Cristina Farronato holds a Laurea in Foreign Language and Literatures from the Università di Venezia, Ca’ Foscari, and a PhD in Literature from the University of California, San Diego. She has been Assistant Professor at Colgate University, Lecturer at the University of Southern California, and more recently Adjunct Professor at the University of San Francisco. She has taught Italian language and literature courses, Italian cinema, and Core Curriculum classes on the making of the modern world and the challenges of modernity.

She is the author of Eco’s Chaosmos: From the Middle Ages to Postmodernity about the Italian writer and philosopher Umberto Eco. Focusing principally on how Eco’s scholarly background influenced his study of semiotics, the book analyzes The Name of the Rose in relation to William of Ockham’s epistemology, C.S. Peirce’s work on abduction, and Wittgenstein’s theory of language. It discusses Foucault’s Pendulum as an explicit comment on the modern debate on interpretation through a direct reference to Early Modern hermetic thought, investigates The Island of the Day Before as a postmodern mixture of science and superstition, and reviews Baudolino as a historical/fantastic novel that once again situates the Middle Ages in a postmodern context.

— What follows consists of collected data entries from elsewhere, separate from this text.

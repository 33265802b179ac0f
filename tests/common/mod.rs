//! Hand-built PNG fixtures and test rasters.
#![allow(dead_code)]

use pngstream::{PixelBuffer, PixelFormat, Raster, RasterError};

pub const SIGNATURE: [u8; 8] = [0x89, b'P', b'N', b'G', 0x0D, 0x0A, 0x1A, 0x0A];

const ADAM7: [(usize, usize, usize, usize); 7] = [
    (0, 0, 8, 8),
    (4, 0, 8, 8),
    (0, 4, 4, 8),
    (2, 0, 4, 4),
    (0, 2, 2, 4),
    (1, 0, 2, 2),
    (0, 1, 1, 2),
];

/// A chunk with a correct CRC.
pub fn chunk(kind: &[u8; 4], data: &[u8]) -> Vec<u8> {
    let mut out = (data.len() as u32).to_be_bytes().to_vec();
    out.extend_from_slice(kind);
    out.extend_from_slice(data);
    let mut crc = crc32fast::Hasher::new();
    crc.update(kind);
    crc.update(data);
    out.extend_from_slice(&crc.finalize().to_be_bytes());
    out
}

/// Describes a fixture image; samples are given unpacked, one `u16` per channel.
#[derive(Clone, Debug)]
pub struct Fixture {
    pub width: usize,
    pub height: usize,
    pub bit_depth: u8,
    pub color_type: u8,
    pub interlaced: bool,
    /// Chunks inserted between IHDR and IDAT.
    pub extra: Vec<Vec<u8>>,
}

impl Fixture {
    pub fn new(width: usize, height: usize, bit_depth: u8, color_type: u8) -> Self {
        Self {
            width,
            height,
            bit_depth,
            color_type,
            interlaced: false,
            extra: Vec::new(),
        }
    }

    pub fn interlaced(mut self, interlaced: bool) -> Self {
        self.interlaced = interlaced;
        self
    }

    pub fn with_chunk(mut self, kind: &[u8; 4], data: &[u8]) -> Self {
        self.extra.push(chunk(kind, data));
        self
    }

    pub fn channels(&self) -> usize {
        match self.color_type {
            0 | 3 => 1,
            4 => 2,
            2 => 3,
            6 => 4,
            _ => 1,
        }
    }

    pub fn ihdr(&self) -> Vec<u8> {
        let mut d = (self.width as u32).to_be_bytes().to_vec();
        d.extend_from_slice(&(self.height as u32).to_be_bytes());
        d.extend_from_slice(&[
            self.bit_depth,
            self.color_type,
            0,
            0,
            u8::from(self.interlaced),
        ]);
        d
    }

    /// Full file from `samples` (row-major, `channels()` per pixel).
    pub fn build(&self, samples: &[u16]) -> Vec<u8> {
        let ch = self.channels();
        assert_eq!(samples.len(), self.width * self.height * ch);

        let mut raw = Vec::new();
        if self.interlaced {
            for (x0, y0, dx, dy) in ADAM7 {
                if self.width <= x0 || self.height <= y0 {
                    continue;
                }
                let xs: Vec<usize> = (x0..self.width).step_by(dx).collect();
                for y in (y0..self.height).step_by(dy) {
                    let row: Vec<u16> = xs
                        .iter()
                        .flat_map(|&x| {
                            let at = (y * self.width + x) * ch;
                            samples[at..at + ch].to_vec()
                        })
                        .collect();
                    raw.push(0);
                    raw.extend(pack(&row, self.bit_depth));
                }
            }
        } else {
            for row in samples.chunks(self.width * ch) {
                raw.push(0);
                raw.extend(pack(row, self.bit_depth));
            }
        }

        let mut out = SIGNATURE.to_vec();
        out.extend(chunk(b"IHDR", &self.ihdr()));
        for c in &self.extra {
            out.extend_from_slice(c);
        }
        out.extend(chunk(
            b"IDAT",
            &miniz_oxide::deflate::compress_to_vec_zlib(&raw, 6),
        ));
        out.extend(chunk(b"IEND", &[]));
        out
    }
}

/// Pack samples MSB-first at `bit_depth`; wider samples are big-endian u16.
fn pack(samples: &[u16], bit_depth: u8) -> Vec<u8> {
    match bit_depth {
        8 => samples.iter().map(|&s| s as u8).collect(),
        bits @ (1 | 2 | 4) => {
            let per_byte = 8 / bits as usize;
            samples
                .chunks(per_byte)
                .map(|group| {
                    let mut byte = 0u8;
                    for (i, &s) in group.iter().enumerate() {
                        byte |= (s as u8) << (8 - bits as usize * (i + 1));
                    }
                    byte
                })
                .collect()
        }
        _ => samples.iter().flat_map(|s| s.to_be_bytes()).collect(),
    }
}

/// Chunk types of a PNG file, in order.
pub fn chunk_types(png: &[u8]) -> Vec<String> {
    let mut types = Vec::new();
    let mut at = 8;
    while at + 8 <= png.len() {
        let len = u32::from_be_bytes([png[at], png[at + 1], png[at + 2], png[at + 3]]) as usize;
        types.push(String::from_utf8_lossy(&png[at + 4..at + 8]).into_owned());
        at += 12 + len;
    }
    types
}

/// Payload of the first chunk of type `kind`.
pub fn chunk_data<'a>(png: &'a [u8], kind: &[u8; 4]) -> Option<&'a [u8]> {
    let mut at = 8;
    while at + 8 <= png.len() {
        let len = u32::from_be_bytes([png[at], png[at + 1], png[at + 2], png[at + 3]]) as usize;
        if &png[at + 4..at + 8] == kind {
            return Some(&png[at + 8..at + 8 + len]);
        }
        at += 12 + len;
    }
    None
}

/// Minimal ICC v4 display profile with a single-value `curv` TRC.
///
/// `space` is `b"RGB "` or `b"GRAY"`; `gamma_8_8` is the u8Fixed8 exponent.
pub fn icc_profile(space: &[u8; 4], gamma_8_8: u16) -> Vec<u8> {
    fn xyz(x: f64, y: f64, z: f64) -> Vec<u8> {
        let mut d = b"XYZ \0\0\0\0".to_vec();
        for v in [x, y, z] {
            d.extend_from_slice(&((v * 65536.0).round() as i32).to_be_bytes());
        }
        d
    }
    let mut curv = b"curv\0\0\0\0".to_vec();
    curv.extend_from_slice(&1u32.to_be_bytes());
    curv.extend_from_slice(&gamma_8_8.to_be_bytes());
    curv.extend_from_slice(&[0, 0]);

    let tags: Vec<(&[u8; 4], Vec<u8>)> = if space == b"GRAY" {
        vec![(b"wtpt", xyz(0.9642, 1.0, 0.8249)), (b"kTRC", curv)]
    } else {
        vec![
            (b"wtpt", xyz(0.9642, 1.0, 0.8249)),
            (b"rXYZ", xyz(0.4361, 0.2225, 0.0139)),
            (b"gXYZ", xyz(0.3851, 0.7169, 0.0971)),
            (b"bXYZ", xyz(0.1431, 0.0606, 0.7141)),
            (b"rTRC", curv.clone()),
            (b"gTRC", curv.clone()),
            (b"bTRC", curv),
        ]
    };

    let table_len = 4 + 12 * tags.len();
    let mut offset = 128 + table_len;
    let mut table = (tags.len() as u32).to_be_bytes().to_vec();
    let mut data = Vec::new();
    for (sig, body) in &tags {
        table.extend_from_slice(*sig);
        table.extend_from_slice(&(offset as u32).to_be_bytes());
        table.extend_from_slice(&(body.len() as u32).to_be_bytes());
        data.extend_from_slice(body);
        offset += body.len();
        while offset % 4 != 0 {
            data.push(0);
            offset += 1;
        }
    }

    let total = 128 + table.len() + data.len();
    let mut header = vec![0u8; 128];
    header[0..4].copy_from_slice(&(total as u32).to_be_bytes());
    header[8..12].copy_from_slice(&0x0430_0000u32.to_be_bytes());
    header[12..16].copy_from_slice(b"mntr");
    header[16..20].copy_from_slice(space);
    header[20..24].copy_from_slice(b"XYZ ");
    header[36..40].copy_from_slice(b"acsp");
    header[68..72].copy_from_slice(&0x0000_F6D6u32.to_be_bytes());
    header[72..76].copy_from_slice(&0x0001_0000u32.to_be_bytes());
    header[76..80].copy_from_slice(&0x0000_D32Du32.to_be_bytes());

    let mut profile = header;
    profile.extend(table);
    profile.extend(data);
    profile
}

/// iCCP chunk payload.
pub fn iccp(name: &str, profile: &[u8]) -> Vec<u8> {
    let mut d = name.as_bytes().to_vec();
    d.extend_from_slice(&[0, 0]);
    d.extend(miniz_oxide::deflate::compress_to_vec_zlib(profile, 6));
    d
}

/// Raster that counts row writes.
pub struct Recording {
    pub inner: PixelBuffer,
    pub writes: usize,
}

impl Recording {
    pub fn new(width: u32, height: u32, format: PixelFormat) -> Self {
        Self {
            inner: PixelBuffer::new(width, height, format),
            writes: 0,
        }
    }
}

impl Raster for Recording {
    fn pixel_format(&self) -> &PixelFormat {
        self.inner.pixel_format()
    }

    fn dimensions(&self) -> (u32, u32) {
        self.inner.dimensions()
    }

    fn read_row(
        &self,
        x: i64,
        y: i64,
        width: u32,
        format: &PixelFormat,
        row: &mut [u8],
    ) -> Result<(), RasterError> {
        self.inner.read_row(x, y, width, format, row)
    }

    fn write_row(
        &mut self,
        x: i64,
        y: i64,
        width: u32,
        format: &PixelFormat,
        row: &[u8],
    ) -> Result<(), RasterError> {
        self.writes += 1;
        self.inner.write_row(x, y, width, format, row)
    }
}

/// Native-endian u16 samples of a 16-bit buffer.
pub fn samples16(bytes: &[u8]) -> Vec<u16> {
    bytes
        .chunks_exact(2)
        .map(|p| u16::from_ne_bytes([p[0], p[1]]))
        .collect()
}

She has published articles on Umberto Eco, semiotics, Italian fiction, film and the visual arts, most notably: “From the Rose to the Flame: Eco’s Theory and Fiction Between the Middle Ages and Postmodernity,” in New essays on Umberto Eco, ed. by Peter Bondanella, Cambridge University Press, “Umberto Eco’s Baudolino and the Language of Monsters,” in Semiotica, “Modern Disharmonies: The Paradigmatic Function of Landscape and Urban Architecture in Antonioni’s Professione: Reporter,” in Semiotics, “Emanuele Tesauro and the Aristotelian Telescope,” in Looking Up: Science and Observation in the Early Modern Period, ed. by Jason M. Kelly, “The Theory of Abduction and The Name of the Rose,” in Semiotics, and “Holbein’s Christ and the Horror of the Broken Narrative,”in the Interdisciplinary Journal for Germanic Linguistics and Semiotic Analysis.